Welcome to the Fly on the Wall Press stop on the Machine Journey blog tour!
Machine Journey is a pamphlet of prose poems and flash fictions. Travel the road from Slough to Mars. Discover wild visions, strange tales and machine futures. Scramble your way to the perfect swimming stroke. Doyle leads us through museums, galleries and cobbled towns with a touch of Science Fiction and dark humour…
About the Author:
Richard Doyle is an old-school SF fan who began writing seriously in 2001. He has a Diploma in Creative Writing from the University of East Anglia and collaborated on a book in 2006. He has had poems published in the UK poetry magazines Orbis and Sarasvati and is a regular member of the Bristol Stanza Poetry Group. His debut pamphlet "The death of the sentence" was published in 2020. Two of his poems appear in the Bristol Stanza pamphlet "The Weather Indoors" (2021).
Instagram handle: https://www.instagram.com/richard_doyle334
We had the pleasure of interviewing Richard about his new chapbook...
1. How long have you been writing poetry, and did anything in particular inspire you to start?
Genre fiction and plays dominated my reading for many years until I took the plunge and completed a Diploma in Creative Writing in 2006. That was where my poetic journey began. The inspiration was a simple desire to start writing my own stories.
2. When you are writing poetry, do you find certain themes and topics reoccur in your work?
In terms of recurring themes, I often return to dystopias or alternative presents. Otherwise I just like to explore where the writing can take me.
3. Do you have any favourite poets, and have you ever tried to emulate their style? If so, how did that go?
Robert Frost and Malcolm Lowry both feature in the opening poem of Machine Journey. Simon Armitage, Luke Kennard, Jose Luis Borges, Fernando Pessoa and Pablo Neruda are my favourite poets to read.
I would love to match the brevity of Frost but I feel my prose has more of the meandering Borgesian style.
4. ‘Machine Journey’ is classed as prose poetry. When does a poem become a story (full prose), and how do you navigate classifying your work?
There is a rich hinterland between prose poetry and prose fiction or flash fiction. My favourite fiction authors either start out as poets or are deeply aware of the expressive power of poetic prose. David Mitchell has a page-long paragraph in “The Thousand Autumns of Jacob de Zoet” that describes the flight of seagulls over Nagasaki that for me is simply breathtaking. I am relaxed about the classification of my poems as long as the reader can connect with my writing.
5. What do you hope for your chapbook’s release, in terms of how a reader might experience ‘Machine Journey’?
My hope is that the reader can take all the images and ideas expressed in Machine Journey and form their own vision of our collective future and the power of prose to inspire.
6. Would you be able to share a poem with us from the chapbook and talk about the inspiration behind it?
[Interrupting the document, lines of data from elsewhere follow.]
//! The node model.
//!
//! Nodes live in an arena keyed by node id on the driver; endpoints are
//! addressed by index and back-references are plain ids resolved through
//! the driver, never pointers.

use std::collections::BTreeMap;
use std::time::Instant;

use zwave_serial::message::{NodeInformationFrame, NodeProtocolInfo};
use zwave_cc::security::SecurityClass;
use zwave_cc::CommandClasses;

use crate::interview::InterviewStage;

/// Ids above this are outside what the protocol itself can address; they
/// are accepted but flagged.
pub const MAX_PROTOCOL_NODE_ID: u8 = 232;

/// Interview attempts across sessions before a node is marked dead.
pub const MAX_INTERVIEW_ATTEMPTS: u8 = 5;

/// A logical sub-device reachable via Multi Channel.
#[derive(Debug, Clone, Default, PartialEq, Eq)]
pub struct Endpoint {
    pub index: u8,
    pub generic_class: u8,
    pub specific_class: u8,
    pub supported_ccs: Vec<u8>,
}

/// One Z-Wave node as the driver knows it.
#[derive(Debug)]
pub struct Node {
    pub id: u8,
    pub protocol_info: Option<NodeProtocolInfo>,
    /// Supported CCs advertised in the NIF (root endpoint).
    pub supported_ccs: Vec<u8>,
    pub controlled_ccs: Vec<u8>,
    /// Versions reported per CC during the interview.
    pub cc_versions: BTreeMap<u8, u8>,
    /// Endpoints beyond the root, discovered via Multi Channel.
    pub endpoints: BTreeMap<u8, Endpoint>,
    pub security_class: Option<SecurityClass>,
    pub interview_stage: InterviewStage,
    /// Whether a sleeping node is currently believed awake.
    pub awake: bool,
    pub wake_up_interval: Option<u32>,
    pub manufacturer_id: Option<u16>,
    pub product_type: Option<u16>,
    pub product_id: Option<u16>,
    pub association_groups: BTreeMap<u8, Vec<u8>>,
    /// Group count from an Association GroupingsReport, if received.
    pub association_group_count: Option<u8>,
    pub dead: bool,
    /// Failed interview attempts across sessions.
    pub interview_attempts: u8,
    /// When the next interview retry is due, if backing off.
    pub interview_retry_at: Option<Instant>,
    /// Whether a NIF was received this session.
    pub nif_received: bool,
}

impl Node {
    pub fn new(id: u8) -> Self {
        if id > MAX_PROTOCOL_NODE_ID {
            tracing::warn!(
                node_id = id,
                "node id exceeds the protocol limit of 232; controller-specific extension assumed"
            );
        }
        Self {
            id,
            protocol_info: None,
            supported_ccs: Vec::new(),
            controlled_ccs: Vec::new(),
            cc_versions: BTreeMap::new(),
            endpoints: BTreeMap::new(),
            security_class: None,
            interview_stage: InterviewStage::None,
            awake: true,
            wake_up_interval: None,
            manufacturer_id: None,
            product_type: None,
            product_id: None,
            association_groups: BTreeMap::new(),
            association_group_count: None,
            dead: false,
            interview_attempts: 0,
            interview_retry_at: None,
            nif_received: false,
        }
    }

    /// Always-on nodes can be reached at any time.
    pub fn is_listening(&self) -> bool {
        self.protocol_info.as_ref().is_some_and(|info| info.listening)
    }

    /// Battery nodes are only reachable around wake-ups.
    pub fn is_sleeping_capable(&self) -> bool {
        self.protocol_info
            .as_ref()
            .is_some_and(|info| info.is_sleeping())
    }

    /// Whether a send should be parked for the node's next wake-up.
    pub fn should_park_sends(&self) -> bool {
        self.is_sleeping_capable() && !self.awake
    }

    pub fn is_secure(&self) -> bool {
        self.security_class.is_some()
    }

    pub fn supports_cc(&self, cc: CommandClasses) -> bool {
        self.supported_ccs.contains(&cc.as_u8())
    }

    pub fn endpoint_supports_cc(&self, endpoint: u8, cc: CommandClasses) -> bool {
        if endpoint == 0 {
            return self.supports_cc(cc);
        }
        self.endpoints
            .get(&endpoint)
            .is_some_and(|ep| ep.supported_ccs.contains(&cc.as_u8()))
    }

    /// Apply a received NIF.
    pub fn apply_nif(&mut self, nif: &NodeInformationFrame) {
        self.supported_ccs = nif.supported_ccs.clone();
        self.controlled_ccs = nif.controlled_ccs.clone();
        self.nif_received = true;
    }

    /// Advance the interview stage. Stages only move forward; going back
    /// requires [`Node::reset_interview`].
    pub fn advance_stage(&mut self, stage: InterviewStage) -> bool {
        if stage <= self.interview_stage {
            tracing::debug!(
                node_id = self.id,
                current = ?self.interview_stage,
                requested = ?stage,
                "ignoring non-monotonic interview stage change"
            );
            return false;
        }
        self.interview_stage = stage;
        true
    }

    /// Deliberate re-interview: drop discovered state and start over.
    pub fn reset_interview(&mut self) {
        self.interview_stage = InterviewStage::None;
        self.cc_versions.clear();
        self.endpoints.clear();
        self.interview_attempts = 0;
        self.interview_retry_at = None;
        self.dead = false;
        self.nif_received = false;
    }

    /// Record a failed interview attempt; marks the node dead once the
    /// budget is exhausted. Returns whether the node is now dead.
    pub fn record_interview_failure(&mut self) -> bool {
        self.interview_attempts = self.interview_attempts.saturating_add(1);
        if self.interview_attempts >= MAX_INTERVIEW_ATTEMPTS {
            self.dead = true;
        }
        self.dead
    }
}

#[cfg(test)]
mod tests {
    use super::*;
    use zwave_serial::message::payloads::{FrequentListening, MaxBaudRate};

    fn listening_info() -> NodeProtocolInfo {
        NodeProtocolInfo {
            listening: true,
            frequent_listening: FrequentListening::No,
            routing: true,
            max_baud_rate: MaxBaudRate::Baud100k,
            protocol_version: 3,
            secure: false,
            beaming: true,
            basic_class: 0x04,
            generic_class: 0x10,
            specific_class: 0x01,
        }
    }

    fn sleeping_info() -> NodeProtocolInfo {
        NodeProtocolInfo {
            listening: false,
            frequent_listening: FrequentListening::No,
            routing: true,
            max_baud_rate: MaxBaudRate::Baud40k,
            protocol_version: 3,
            secure: false,
            beaming: false,
            basic_class: 0x04,
            generic_class: 0x21,
            specific_class: 0x01,
        }
    }

    #[test]
    fn listening_node_never_parks() {
        let mut node = Node::new(5);
        node.protocol_info = Some(listening_info());
        node.awake = false;
        assert!(node.is_listening());
        assert!(!node.should_park_sends());
    }

    #[test]
    fn sleeping_node_parks_until_awake() {
        let mut node = Node::new(9);
        node.protocol_info = Some(sleeping_info());
        node.awake = false;
        assert!(node.should_park_sends());
        node.awake = true;
        assert!(!node.should_park_sends());
    }

    #[test]
    fn stage_is_monotonic() {
        let mut node = Node::new(5);
        assert!(node.advance_stage(InterviewStage::ProtocolInfo));
        assert!(node.advance_stage(InterviewStage::NodeInfo));
        // Going backwards is refused.
        assert!(!node.advance_stage(InterviewStage::ProtocolInfo));
        assert_eq!(node.interview_stage, InterviewStage::NodeInfo);
        // Same stage is refused too.
        assert!(!node.advance_stage(InterviewStage::NodeInfo));
    }

    #[test]
    fn reset_interview_goes_back_to_none() {
        let mut node = Node::new(5);
        node.advance_stage(InterviewStage::Complete);
        node.cc_versions.insert(0x25, 2);
        node.reset_interview();
        assert_eq!(node.interview_stage, InterviewStage::None);
        assert!(node.cc_versions.is_empty());
    }

    #[test]
    fn nif_application() {
        let mut node = Node::new(9);
        node.apply_nif(&NodeInformationFrame {
            basic_class: 0x04,
            generic_class: 0x10,
            specific_class: 0x01,
            supported_ccs: vec![0x25, 0x86],
            controlled_ccs: vec![0x26],
        });
        assert!(node.supports_cc(CommandClasses::BinarySwitch));
        assert!(!node.supports_cc(CommandClasses::MultilevelSwitch));
        assert!(node.nif_received);
    }

    #[test]
    fn endpoint_cc_lookup() {
        let mut node = Node::new(9);
        node.supported_ccs = vec![0x86];
        node.endpoints.insert(
            2,
            Endpoint {
                index: 2,
                generic_class: 0x10,
                specific_class: 0x01,
                supported_ccs: vec![0x25],
            },
        );
        assert!(node.endpoint_supports_cc(0, CommandClasses::Version));
        assert!(node.endpoint_supports_cc(2, CommandClasses::BinarySwitch));
        assert!(!node.endpoint_supports_cc(2, CommandClasses::Version));
        assert!(!node.endpoint_supports_cc(3, CommandClasses::BinarySwitch));
    }

    #[test]
    fn interview_failures_mark_dead() {
        let mut node = Node::new(9);
        for _ in 0..(MAX_INTERVIEW_ATTEMPTS - 1) {
            assert!(!node.record_interview_failure());
        }
        assert!(node.record_interview_failure());
        assert!(node.dead);
    }
}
The one truly personal poem in Machine Journey is “Slough in my dreams”. This is my attempt at a potted history of my home town mixed with my personal experiences of growing up in the 70s and early 80s. I often find the best poems are when you bring two half-poems together as the separate themes interleave and enrich each other. I hope the reader can pick up or research the references and enjoy the repeating form of Slough sentences.
Slough in my dreams
Slough as a muddy bog, a crossroads, a coachstop. Walking
past The Three Tuns on the Bath Road. Highwaymen.
Slough by the wayside. Playing in gardens and fields,
conkering and marbles, rounders and football cards,
running and fighting and laughing. Slough as a
playground. Slough Station and Queen Victoria. The
Windsor & Eton Line. Slough in its heyday. Roads, railways,
motorways. Slough as hub of industry: Horlicks, ICI, Mars.
Surviving Betjeman and German bombs. Slough rocking
and rolling, the Stones at the Adelphi. Slough in the
doldrums, softly sighing on its way to obscurity. Shadows
and glimpses, bicycles and shopping trolleys in the murky
depths of the Grand Union Canal. Faded glories, frantic
overdevelopment. Slough as baggage. Upheaval, exams and
studying, cricket and cross-country races and Saturday jobs,
the fallout and escape. Slough at the permanent edge of
consciousness.
Link to buy the book on Kindle:
And one of my personal favourites...
Sample poem:
The Stone Computer
Images have not appeared on that polished granite screen for hundreds of years. Why did we spend so many hours every day staring into that luminous void?
Carvings on the tiny ziggurats of the keyboard remind us of ancient paperbacks. Did all that urgent typing help us to create the music of the Spheres?
Why did they build this strange mausoleum? We can leave when we want but there is always that gentle overriding urge to stay.